Ryuji Ueno, M.D., Ph.D., Ph.D., Chairman and Chief Executive Officer of Sucampo Pharmaceuticals, Inc., said, "We remain committed to our goal of broad international expansion of lubiprostone and this efficacy trial will increase our experience with the drug in the Japanese population."

This pivotal phase 3 double-blinded, placebo-controlled clinical trial is designed to evaluate the efficacy and safety of lubiprostone in Japanese patients with CIC over a 28-day treatment period. Patients will receive one lubiprostone 24-mcg, or placebo, capsule twice a day. This trial seeks to enroll approximately 116 patients, each of whom have a history of fewer than three spontaneous bowel movements (SBMs) per week for at least six months, as confirmed during a 14-day screening period. The primary efficacy endpoint is the change in SBMs at the end of the first week of treatment.

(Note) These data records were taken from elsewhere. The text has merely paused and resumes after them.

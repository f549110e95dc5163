//! Item filters.
//!
//! A [`Filter`] selects an order-preserving subsequence of items. Filters
//! are applied left to right by [`apply_filters`], each one narrowing the
//! output of the previous one.

use std::fmt;
use std::sync::Arc;

use crate::document::{Item, ItemCategory};

/// Caller-supplied item predicate used by [`Filter::Custom`].
pub type ItemPredicate = Arc<dyn Fn(&Item) -> bool + Send + Sync>;

/// One selection step over a list of items.
#[derive(Clone)]
pub enum Filter {
    /// Keep items carrying every listed tag.
    Tags(Vec<String>),
    /// Keep items whose title equals this string exactly.
    Title(String),
    /// Keep items of this category.
    Category(ItemCategory),
    /// Keep items for which the predicate returns `true`.
    Custom(ItemPredicate),
}

impl Filter {
    /// Whether `item` survives this filter.
    pub fn matches(&self, item: &Item) -> bool {
        match self {
            Self::Tags(tags) => {
                let item_tags = item.tags();
                tags.iter().all(|t| item_tags.contains(t))
            }
            Self::Title(title) => item.title() == title,
            Self::Category(category) => item.category().as_ref() == Some(category),
            Self::Custom(predicate) => predicate(item),
        }
    }

    /// Keep the matching items, in their original order.
    pub fn apply(&self, items: Vec<Item>) -> Vec<Item> {
        items.into_iter().filter(|i| self.matches(i)).collect()
    }
}

impl fmt::Debug for Filter {
    fn fmt(&self, f: &mut fmt::Formatter<'_>) -> fmt::Result {
        match self {
            Self::Tags(tags) => f.debug_tuple("Tags").field(tags).finish(),
            Self::Title(title) => f.debug_tuple("Title").field(title).finish(),
            Self::Category(category) => f.debug_tuple("Category").field(category).finish(),
            Self::Custom(_) => f.write_str("Custom(..)"),
        }
    }
}

/// Custom filters are equal only when they share the same predicate.
impl PartialEq for Filter {
    fn eq(&self, other: &Self) -> bool {
        match (self, other) {
            (Self::Tags(a), Self::Tags(b)) => a == b,
            (Self::Title(a), Self::Title(b)) => a == b,
            (Self::Category(a), Self::Category(b)) => a == b,
            (Self::Custom(a), Self::Custom(b)) => Arc::ptr_eq(a, b),
            _ => false,
        }
    }
}

/// Keep items carrying all of `tags`. An empty list keeps everything.
pub fn filter_by_tags<I, S>(tags: I) -> Filter
where
    I: IntoIterator<Item = S>,
    S: Into<String>,
{
    Filter::Tags(tags.into_iter().map(Into::into).collect())
}

/// Keep items whose title equals `title` (case-sensitive).
pub fn filter_by_title(title: impl Into<String>) -> Filter {
    Filter::Title(title.into())
}

/// Keep items of `category`. Items without a category never match.
pub fn filter_by_category(category: ItemCategory) -> Filter {
    Filter::Category(category)
}

/// Keep items for which `predicate` returns `true`.
pub fn filter_by<F>(predicate: F) -> Filter
where
    F: Fn(&Item) -> bool + Send + Sync + 'static,
{
    Filter::Custom(Arc::new(predicate))
}

/// Whether `tag` is among the item's tags.
pub fn item_contains_tag(item: &Item, tag: &str) -> bool {
    item.tags().iter().any(|t| t == tag)
}

/// Run `items` through every filter in order. No filters returns `items`
/// unchanged.
pub fn apply_filters(items: Vec<Item>, filters: &[Filter]) -> Vec<Item> {
    filters.iter().fold(items, |items, filter| filter.apply(items))
}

Sucampo also has initiated enrollment and initial dosing of Japanese CIC patients, for up to 48 weeks of treatment, in an open-label phase 3 safety trial of lubiprostone (trade name Amitiza®). This is an open-label, multi-center, confirmatory trial in which patients will receive one 24-mcg lubiprostone capsule twice a day. This trial seeks to enroll 200 patients, each of whom has a history of fewer than three SBMs per week for at least six months, as confirmed during a 14-day screening period. Efficacy parameters being measured in this long-term safety trial include the frequency of SBMs at every week and the changes in SBMs at every week.

In September 2008, Sucampo announced that lubiprostone met the primary endpoint of a statistically significant increase in mean change from baseline in SBM frequency after one week on treatment (p-value less than 0.0001) in a phase 2b trial in Japanese patients taking 24-mcg of lubiprostone twice daily versus placebo.